Even as supplies of Novo Nordisk’s immensely popular GLP-1 drugs Ozempic and Wegovy start to stabilize, the Danish drugmaker continues to announce manufacturing and capacity upgrades at a rapid clip.
Novo Nordisk Pharmatech, a unit that specializes in producing drug ingredients, is spending 1.5 billion Danish kroner ($220 million) to build a plant in Køge, Denmark, that will make raw materials, the company said in a release.
The project will result in the creation of 50 new jobs, according to the company. Novo Nordisk Pharmatech expects the plant to be complete by 2027.
The 8,000-square-meter (roughly 86,000-square-foot) facility will include production, storage, office and laboratory space, Pharmatech said, adding that the outlay marks the biggest investment in its 75-year history.
In its release, Pharmatech said that the site will primarily be used to churn out raw materials for Novo's roster of medicines against chronic diseases.
Novo's latest expansion announcement comes amid the company's long-running push to add GLP-1 production capacity around the globe. In the U.S., the company in June revealed that it will spend a staggering $4.1 billion to build out a second fill-finish plant at is campus in Clayton, North Carolina.
The new facility will total 1.4 million square feet, matching the combined floor space of Novo’s three current manufacturing sites in the state, the company said at the time.
Over in Novo’s home country of Denmark, the company last year devoted more than 42 billion Danish kroner ($6 billion) to expand its existing production facilities in the city of Kalundborg.
At the time, the company noted that the vast majority of the investment would fuel a capacity boost for active pharmaceutical ingredients, including the semaglutide used in the diabetes med Ozempic and its obesity counterpart Wegovy.
The Kalundborg outlay will help with construction of a new 170,000-square-meter (1.83 million-square-foot) API plant. Work on the project started last year, with Novo expecting to gradually finalize construction from the end of 2025 through 2029.

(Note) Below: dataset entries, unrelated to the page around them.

//! Session lifecycle orchestration.
//!
//! One task per session drives it from resolution to the final disconnect:
//! - Phase 1: resolve and connect through the service's connector
//! - Phase 2: read loop, with a writer task draining the outbound queue
//! - Phase 3: teardown, fault reporting and the disconnect event

use bytes::{Bytes, BytesMut};
use futures_util::StreamExt;
use slirc_proto::{Line, LineCodec};
use std::sync::Arc;
use std::time::Duration;
use tokio::io::{AsyncWriteExt, ReadHalf};
use tokio::sync::mpsc;
use tokio::task::{JoinHandle, JoinSet};
use tokio_util::codec::FramedRead;
use tracing::{Instrument, Span, debug, info, warn};

use super::error_handling::classify_read_error;
use super::{Session, SessionState};
use crate::dispatch::{self, DispatchOrder};
use crate::error::{ReadFailure, SessionError, WriteFailure};
use crate::transport::BoxedStream;

/// How long queued lines may take to flush once the session is closing.
const CLOSE_GRACE: Duration = Duration::from_secs(2);

/// How phase 1 ended without a stream.
enum Aborted {
    /// `disconnect()` won the race; no events fire.
    Cancelled,
    Failed(SessionError),
}

/// Where complete lines go once read.
enum LineSink {
    Ordered {
        queue: mpsc::UnboundedSender<BytesMut>,
        worker: JoinHandle<()>,
    },
    Concurrent {
        tasks: JoinSet<()>,
    },
}

impl LineSink {
    fn new(session: &Arc<Session>) -> Self {
        match session.dispatch_order {
            DispatchOrder::Ordered => {
                let (queue, mut lines) = mpsc::unbounded_channel::<BytesMut>();
                let session = Arc::clone(session);
                let worker = tokio::spawn(
                    async move {
                        while let Some(line) = lines.recv().await {
                            session.handle_line(&line);
                        }
                    }
                    .instrument(Span::current()),
                );
                LineSink::Ordered { queue, worker }
            }
            DispatchOrder::Concurrent => LineSink::Concurrent {
                tasks: JoinSet::new(),
            },
        }
    }

    fn submit(&mut self, session: &Arc<Session>, line: BytesMut) {
        match self {
            LineSink::Ordered { queue, .. } => {
                // The worker only stops once the queue is dropped.
                let _ = queue.send(line);
            }
            LineSink::Concurrent { tasks } => {
                let session = Arc::clone(session);
                tasks.spawn(async move { session.handle_line(&line) }.instrument(Span::current()));
            }
        }
    }

    /// Resolves when a concurrent dispatch task finishes; never for ordered.
    async fn reap(&mut self) -> Option<()> {
        match self {
            LineSink::Concurrent { tasks } if !tasks.is_empty() => {
                tasks.join_next().await.map(|_| ())
            }
            _ => std::future::pending().await,
        }
    }

    /// Wait until every submitted line has been dispatched.
    async fn finish(self) {
        match self {
            LineSink::Ordered { queue, worker } => {
                drop(queue);
                if let Err(e) = worker.await {
                    warn!(error = %e, "dispatch worker failed");
                }
            }
            LineSink::Concurrent { mut tasks } => while tasks.join_next().await.is_some() {},
        }
    }
}

impl Session {
    pub(super) async fn run(self: Arc<Self>, outbound: mpsc::UnboundedReceiver<Bytes>) {
        match self.establish().await {
            Ok(stream) => self.serve(stream, outbound).await,
            Err(Aborted::Cancelled) => {
                debug!("connection attempt abandoned");
            }
            Err(Aborted::Failed(error)) => {
                warn!(error = %error, code = error.error_code(), "session failed");
                self.advance(SessionState::Disconnecting);
                dispatch::fault(&self, &error);
            }
        }

        self.advance(SessionState::Disconnected);
        self.service.deregister(self.id);
    }

    /// Phase 1: resolve and connect, giving up if `disconnect()` is called.
    async fn establish(&self) -> Result<BoxedStream, Aborted> {
        let connector = self.service.connector();

        let addrs = tokio::select! {
            biased;
            _ = self.cancel.cancelled() => return Err(Aborted::Cancelled),
            result = connector.resolve(&self.host, self.port) => {
                result.map_err(|e| Aborted::Failed(SessionError::Resolution(e)))?
            }
        };
        debug!(count = addrs.len(), "resolved");

        if !self.advance(SessionState::Connecting) {
            return Err(Aborted::Cancelled);
        }

        tokio::select! {
            biased;
            _ = self.cancel.cancelled() => Err(Aborted::Cancelled),
            result = connector.connect(&addrs) => {
                result.map_err(|e| Aborted::Failed(SessionError::Connection(e)))
            }
        }
    }

    /// Phases 2 and 3.
    async fn serve(self: &Arc<Self>, stream: BoxedStream, outbound: mpsc::UnboundedReceiver<Bytes>) {
        let (read_half, write_half) = tokio::io::split(stream);
        *self.writer.lock().await = Some(write_half);

        if !self.advance(SessionState::Connected) {
            debug!("disconnected while connecting");
            self.close_writer().await;
            return;
        }
        info!("connected");

        let writer = tokio::spawn(Arc::clone(self).write_loop(outbound).instrument(Span::current()));
        dispatch::connect(self);

        let failure = self.read_loop(read_half).await;

        self.advance(SessionState::Disconnecting);
        self.cancel.cancel();
        if let Err(e) = writer.await {
            warn!(error = %e, "writer task failed");
        }

        if failure.is_orderly() {
            info!(reason = %failure, "disconnected");
        } else {
            let error = SessionError::Read(failure);
            warn!(error = %error, "transport fault");
            dispatch::fault(self, &error);
        }
        let write_fault = self.write_fault.lock().take();
        if let Some(e) = write_fault {
            let error = SessionError::Write(WriteFailure::Io(e));
            warn!(error = %error, "write fault");
            dispatch::fault(self, &error);
        }

        dispatch::disconnect(self);
    }

    async fn read_loop(self: &Arc<Self>, read_half: ReadHalf<BoxedStream>) -> ReadFailure {
        let mut lines = FramedRead::new(read_half, LineCodec::with_max_len(self.max_line_len));
        let mut sink = LineSink::new(self);

        let failure = loop {
            tokio::select! {
                biased;
                _ = self.cancel.cancelled() => break ReadFailure::LocalClosed,
                Some(()) = sink.reap() => {}
                next = lines.next() => match next {
                    Some(Ok(Line::Complete(line))) => sink.submit(self, line),
                    Some(Ok(Line::Discarded { length })) => {
                        warn!(length, limit = self.max_line_len, "discarded overlong line");
                    }
                    Some(Err(e)) => break classify_read_error(e),
                    None => break ReadFailure::RemoteClosed,
                },
            }
        };

        sink.finish().await;
        failure
    }

    fn handle_line(&self, line: &[u8]) {
        match slirc_proto::parse(line) {
            Ok(message) => dispatch::dispatch(self, &message),
            Err(e) => debug!(
                error = %e,
                code = e.error_code(),
                line = %String::from_utf8_lossy(line).trim_end(),
                "dropping malformed line"
            ),
        }
    }

    async fn write_loop(self: Arc<Self>, mut outbound: mpsc::UnboundedReceiver<Bytes>) {
        // The grace period starts at the close; a peer that stopped reading
        // cannot hold the teardown beyond it.
        let flushed = tokio::select! {
            biased;
            () = self.pump(&mut outbound) => true,
            () = async {
                self.cancel.cancelled().await;
                tokio::time::sleep(CLOSE_GRACE).await;
            } => false,
        };
        if !flushed {
            warn!(grace = ?CLOSE_GRACE, "peer is not reading, abandoning flush");
        }

        outbound.close();
        let mut dropped = 0usize;
        while outbound.try_recv().is_ok() {
            dropped += 1;
        }
        if dropped > 0 {
            warn!(dropped, "unsent lines dropped at close");
        }
        self.close_writer().await;
    }

    /// Write queued frames until the close, then flush what was queued
    /// before it. Returns early on a write failure.
    async fn pump(&self, outbound: &mut mpsc::UnboundedReceiver<Bytes>) {
        loop {
            let frame = tokio::select! {
                biased;
                frame = outbound.recv() => match frame {
                    Some(frame) => frame,
                    None => return,
                },
                _ = self.cancel.cancelled() => break,
            };
            if let Err(e) = self.write_frame(&frame).await {
                debug!(error = %e, "write failed");
                // Once closing, a failed write is part of the close.
                if !self.cancel.is_cancelled() {
                    *self.write_fault.lock() = Some(e);
                    self.cancel.cancel();
                }
                return;
            }
        }

        outbound.close();
        while let Ok(frame) = outbound.try_recv() {
            if let Err(e) = self.write_frame(&frame).await {
                debug!(error = %e, "dropping queued lines after write failure");
                return;
            }
        }
    }

    async fn write_frame(&self, frame: &[u8]) -> std::io::Result<()> {
        let mut writer = self.writer.lock().await;
        match writer.as_mut() {
            Some(writer) => {
                writer.write_all(frame).await?;
                writer.flush().await
            }
            None => Err(std::io::ErrorKind::NotConnected.into()),
        }
    }

    async fn close_writer(&self) {
        let writer = self.writer.lock().await.take();
        let Some(mut writer) = writer else {
            return;
        };
        match tokio::time::timeout(CLOSE_GRACE, writer.shutdown()).await {
            Ok(Ok(())) => {}
            Ok(Err(e)) => debug!(error = %e, "transport shutdown failed"),
            Err(_) => debug!("transport shutdown timed out"),
        }
    }
}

Meanwhile, Novo late last month purchased a 200-acre site in Odense, Denmark’s third largest city, where Reuters reported that the company would kick off preparatory excavation work for a potential new production plant.
Financial details around the land purchase were not revealed, and Novo did not specify what the new location would be used for, though an environmental report submitted in January suggests the site could be used for fill-finish production, Reuters said at the time.
"With the political processes and approvals in place, we are pleased to announce that Novo Nordisk is now the owner of the site in Tietgenbyen in Odense," a company spokesperson told Fierce Pharma in July. She suggested Novo would make a final determination on the purpose of the site by year-end once the company has wrapped up an internal review process.